Apple has been accused of "intentionally crippling" web apps, so users are forced into downloading native search apps such as Safari.
The accusations come from Telegram founder Pavel Durov, who explained in a post that web apps on iPhone are forced to use WebKit to develop web-based apps, and within this WebKit are a slew of problems that Apple has reportedly ignored for approximately 15 years. Apple guidelines dictate that all apps listed on the App Store are prevented from unrestricted public channels, hence developers turning to web-based applications as a workaround.
The Telegram founder says Apple forces developers to use WebKit for all browsers on iOS, which means users can't simply download Firefox or Chrome to get around the issues.

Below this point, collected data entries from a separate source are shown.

//! Centralized Error Handling Module
//!
//! Every failure carries a unique error code so logs can be grepped and
//! classified. The retry policy only ever looks at `ErrorCode::class()`.
//!
//! Error codes follow pattern: CATEGORY_SPECIFIC_ERROR
//! - RPC_xxx: transport / provider errors
//! - CONTRACT_xxx: reverts and undecodable contract data

use std::fmt;

/// Error class consumed by the retry policy
#[derive(Debug, Clone, Copy, PartialEq, Eq, Hash)]
pub enum ErrorClass {
    /// HTTP 429 or an equivalent provider throttling signal
    RateLimited,
    /// Network failure, timeout, provider hiccup
    Transient,
    /// Revert, malformed response, bad request. Never retried.
    Fatal,
}

impl ErrorClass {
    pub fn as_str(&self) -> &'static str {
        match self {
            Self::RateLimited => "rate_limited",
            Self::Transient => "transient",
            Self::Fatal => "fatal",
        }
    }
}

/// Unique error codes for monitoring
#[derive(Debug, Clone, Copy, PartialEq, Eq, Hash)]
pub enum ErrorCode {
    // ============================================
    // RPC Errors
    // ============================================
    /// RPC connection failed
    RpcConnectionFailed,
    /// RPC request timeout
    RpcTimeout,
    /// RPC rate limited (HTTP 429 or provider code)
    RpcRateLimited,
    /// Provider-side failure worth retrying (5xx, -32000 family)
    RpcUnavailable,
    /// RPC returned a non-retryable error response
    RpcError,
    /// Response could not be parsed
    RpcInvalidResponse,

    // ============================================
    // Contract Errors
    // ============================================
    /// Call reverted on-chain
    ContractReverted,
    /// Return data did not match the expected ABI shape
    ContractDecodeFailed,
    /// Query key does not name a known read method
    UnknownMethod,

    // ============================================
    // Generic Errors
    // ============================================
    /// Background task died before producing a result
    TaskFailed,
}

impl ErrorCode {
    /// Get string representation of error code
    pub fn as_str(&self) -> &'static str {
        match self {
            Self::RpcConnectionFailed => "RPC_CONNECTION_FAILED",
            Self::RpcTimeout => "RPC_TIMEOUT",
            Self::RpcRateLimited => "RPC_RATE_LIMITED",
            Self::RpcUnavailable => "RPC_UNAVAILABLE",
            Self::RpcError => "RPC_ERROR",
            Self::RpcInvalidResponse => "RPC_INVALID_RESPONSE",
            Self::ContractReverted => "CONTRACT_REVERTED",
            Self::ContractDecodeFailed => "CONTRACT_DECODE_FAILED",
            Self::UnknownMethod => "CONTRACT_UNKNOWN_METHOD",
            Self::TaskFailed => "TASK_FAILED",
        }
    }

    /// Retry class for this code
    pub fn class(&self) -> ErrorClass {
        match self {
            Self::RpcRateLimited => ErrorClass::RateLimited,
            Self::RpcConnectionFailed | Self::RpcTimeout | Self::RpcUnavailable => {
                ErrorClass::Transient
            }
            Self::RpcError
            | Self::RpcInvalidResponse
            | Self::ContractReverted
            | Self::ContractDecodeFailed
            | Self::UnknownMethod
            | Self::TaskFailed => ErrorClass::Fatal,
        }
    }

    /// Check if error is retryable
    pub fn is_retryable(&self) -> bool {
        self.class() != ErrorClass::Fatal
    }
}

/// Error surfaced by every chain read.
///
/// `Clone` so one terminal failure can be handed to every caller waiting on
/// the same in-flight request.
#[derive(Debug, Clone, PartialEq, Eq)]
pub struct ChainError {
    /// Unique error code for logging/monitoring
    pub code: ErrorCode,
    /// Human-readable message
    pub message: String,
}

impl ChainError {
    pub fn new(code: ErrorCode, message: impl Into<String>) -> Self {
        Self {
            code,
            message: message.into(),
        }
    }

    pub fn class(&self) -> ErrorClass {
        self.code.class()
    }

    pub fn code_str(&self) -> &'static str {
        self.code.as_str()
    }

    pub fn is_retryable(&self) -> bool {
        self.code.is_retryable()
    }
}

impl fmt::Display for ChainError {
    fn fmt(&self, f: &mut fmt::Formatter<'_>) -> fmt::Result {
        write!(f, "[{}] {}", self.code.as_str(), self.message)
    }
}

impl std::error::Error for ChainError {}

// ============================================
// Convenience constructors
// ============================================

impl ChainError {
    pub fn rate_limited(msg: impl Into<String>) -> Self {
        Self::new(ErrorCode::RpcRateLimited, msg)
    }

    pub fn timeout(msg: impl Into<String>) -> Self {
        Self::new(ErrorCode::RpcTimeout, msg)
    }

    pub fn connection_failed(msg: impl Into<String>) -> Self {
        Self::new(ErrorCode::RpcConnectionFailed, msg)
    }

    pub fn unavailable(msg: impl Into<String>) -> Self {
        Self::new(ErrorCode::RpcUnavailable, msg)
    }

    pub fn rpc(msg: impl Into<String>) -> Self {
        Self::new(ErrorCode::RpcError, msg)
    }

    pub fn invalid_response(msg: impl Into<String>) -> Self {
        Self::new(ErrorCode::RpcInvalidResponse, msg)
    }

    /// Revert with a decoded reason; known reasons are translated
    pub fn reverted(reason: &str) -> Self {
        Self::new(ErrorCode::ContractReverted, revert_message(reason))
    }

    pub fn decode(msg: impl Into<String>) -> Self {
        Self::new(ErrorCode::ContractDecodeFailed, msg)
    }

    pub fn unknown_method(msg: impl Into<String>) -> Self {
        Self::new(ErrorCode::UnknownMethod, msg)
    }

    pub fn task_failed(msg: impl Into<String>) -> Self {
        Self::new(ErrorCode::TaskFailed, msg)
    }
}

// ============================================
// Revert reasons
// ============================================

/// Known contract revert reasons and their player-facing messages
const KNOWN_REVERTS: [(&str, &str); 8] = [
    ("Insufficient balance", "Not enough balance to complete this action"),
    ("Land not available", "This land is not available to claim"),
    ("Seed not owned", "You do not own this seed"),
    ("Land not ripe", "The crop on this land is not ripe yet"),
    ("Daily help limit reached", "You have used all of today's help actions"),
    ("Booster limit reached", "No more boosters can be applied to this crop"),
    ("Invalid crop type", "Unknown crop type"),
    ("Transaction reverted", "The transaction was rejected by the contract"),
];

/// Translate a revert reason; unknown reasons pass through verbatim
pub fn revert_message(reason: &str) -> String {
    let trimmed = reason.trim();
    KNOWN_REVERTS
        .iter()
        .find(|(known, _)| *known == trimmed)
        .map(|(_, message)| (*message).to_string())
        .unwrap_or_else(|| trimmed.to_string())
}

// ============================================
// Result type alias
// ============================================

pub type ChainResult<T> = Result<T, ChainError>;

// ============================================
// Conversion from common error types
// ============================================

impl From<reqwest::Error> for ChainError {
    fn from(err: reqwest::Error) -> Self {
        if err.is_timeout() {
            Self::timeout(format!("Request timeout: {}", err))
        } else if err.is_connect() {
            Self::connection_failed(format!("Connection failed: {}", err))
        } else if err.is_decode() {
            Self::invalid_response(format!("Failed to parse response: {}", err))
        } else if err.status().map(|s| s.as_u16()) == Some(429) {
            Self::rate_limited("Rate limited (HTTP 429)")
        } else {
            // Body/redirect/request errors surface mid-flight; treat as network noise
            Self::connection_failed(format!("Request failed: {}", err))
        }
    }
}

impl From<serde_json::Error> for ChainError {
    fn from(err: serde_json::Error) -> Self {
        Self::invalid_response(format!("JSON parse error: {}", err))
    }
}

Additionally, since no improvements are being issued for the WebKit so developers can improve the performance/experience of web-based apps, it seems that Apple is attempting to steer users to Safari where it can collect its 30% commission.
Durov isn't the person that has noticed this as the UK's Competition and Markets Authority (CMA) recently dropped a press release regarding the tight grip both Apple and Google have on the mobile browser market.
"Apple bans alternatives to its own browser engine on its mobile devices; a restriction that is unique to Apple. The CMA is concerned this severely limits the potential for rival browsers to differentiate themselves from Safari (for example, on features such as speed and functionality) and limits Apple's incentives to invest in its browser engine," wrote the CMA.